| ABOUT THIS EXERCISE |
Set out exactly every line of the entries below, starting at the line that holds "pub fn crypttab_line(&self)" and stopping after the line that holds "return Ok(mapped);".

| SOURCE MATERIAL |

* * *

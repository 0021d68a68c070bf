// Copyright 2021 System76 <info@system76.com>
// SPDX-License-Identifier: LGPL-3.0-only

use super::Device;
use crate::context::StorageContext;
use crate::errors::{LuksError, Result};
use crate::luks;
use secstr::SecStr;
use std::path::{Path, PathBuf};

/// Encrypts exactly one underlying device.
#[derive(Clone, Debug)]
pub struct LuksDevice {
    pub inner: Box<Device>,
    /// Name of the decrypted mapping under `/dev/mapper`.
    pub name: String,
    passphrase: Option<SecStr>,
    pub needs_format: bool,
}

impl LuksDevice {
    pub fn new(inner: Device, name: &str, passphrase: Option<SecStr>, needs_format: bool) -> Self {
        Self {
            inner: Box::new(inner),
            name: name.to_owned(),
            passphrase,
            needs_format,
        }
    }

    pub fn set_passphrase(&mut self, passphrase: SecStr) {
        self.passphrase = Some(passphrase);
    }

    pub fn has_passphrase(&self) -> bool {
        self.passphrase
            .as_ref()
            .map_or(false, |passphrase| !passphrase.unsecure().is_empty())
    }

    pub fn mapped_path(&self) -> PathBuf {
        luks::mapper_path(&self.name)
    }

    /// The mapping name, once the device has been opened.
    pub fn mapped_name(&self, ctx: &StorageContext) -> Option<&str> {
        if ctx.is_active(&self.mapped_path()) {
            Some(&self.name)
        } else {
            None
        }
    }

    /// Line of `/etc/crypttab` which opens this device at boot.
    pub fn crypttab_line(&self) -> String {
        format!("{} {} none", self.name, self.inner.path().display())
    }

    pub(super) fn materialize(&mut self, ctx: &StorageContext, root: &Path) -> Result<PathBuf> {
        let mapped = self.mapped_path();
        if ctx.is_active(&mapped) {
            return Ok(mapped);
        }

        let passphrase = match self.passphrase.as_ref() {
            Some(passphrase) if !passphrase.unsecure().is_empty() => passphrase.clone(),
            _ => return Err(LuksError::NoPassphrase(self.name.clone()).into()),
        };

        let device = self.inner.materialize(ctx, root)?;

        if self.needs_format {
            luks::format(ctx, &device, &passphrase)?;
            self.needs_format = false;
        }

        let mapped = luks::open(ctx, &device, &self.name, &passphrase)?;
        ctx.mark_active(&mapped);
        Ok(mapped)
    }

    pub(super) fn teardown(&mut self, ctx: &StorageContext) -> Result<()> {
        let mapped = self.mapped_path();
        if ctx.is_active(&mapped) {
            luks::close(ctx, &self.name)?;
            ctx.mark_inactive(&mapped);
        }

        self.inner.teardown(ctx)
    }
}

* * *

| ANSWER BOX |
    pub fn crypttab_line(&self) -> String {
        format!("{} {} none", self.name, self.inner.path().display())
    }

    pub(super) fn materialize(&mut self, ctx: &StorageContext, root: &Path) -> Result<PathBuf> {
        let mapped = self.mapped_path();
        if ctx.is_active(&mapped) {
            return Ok(mapped);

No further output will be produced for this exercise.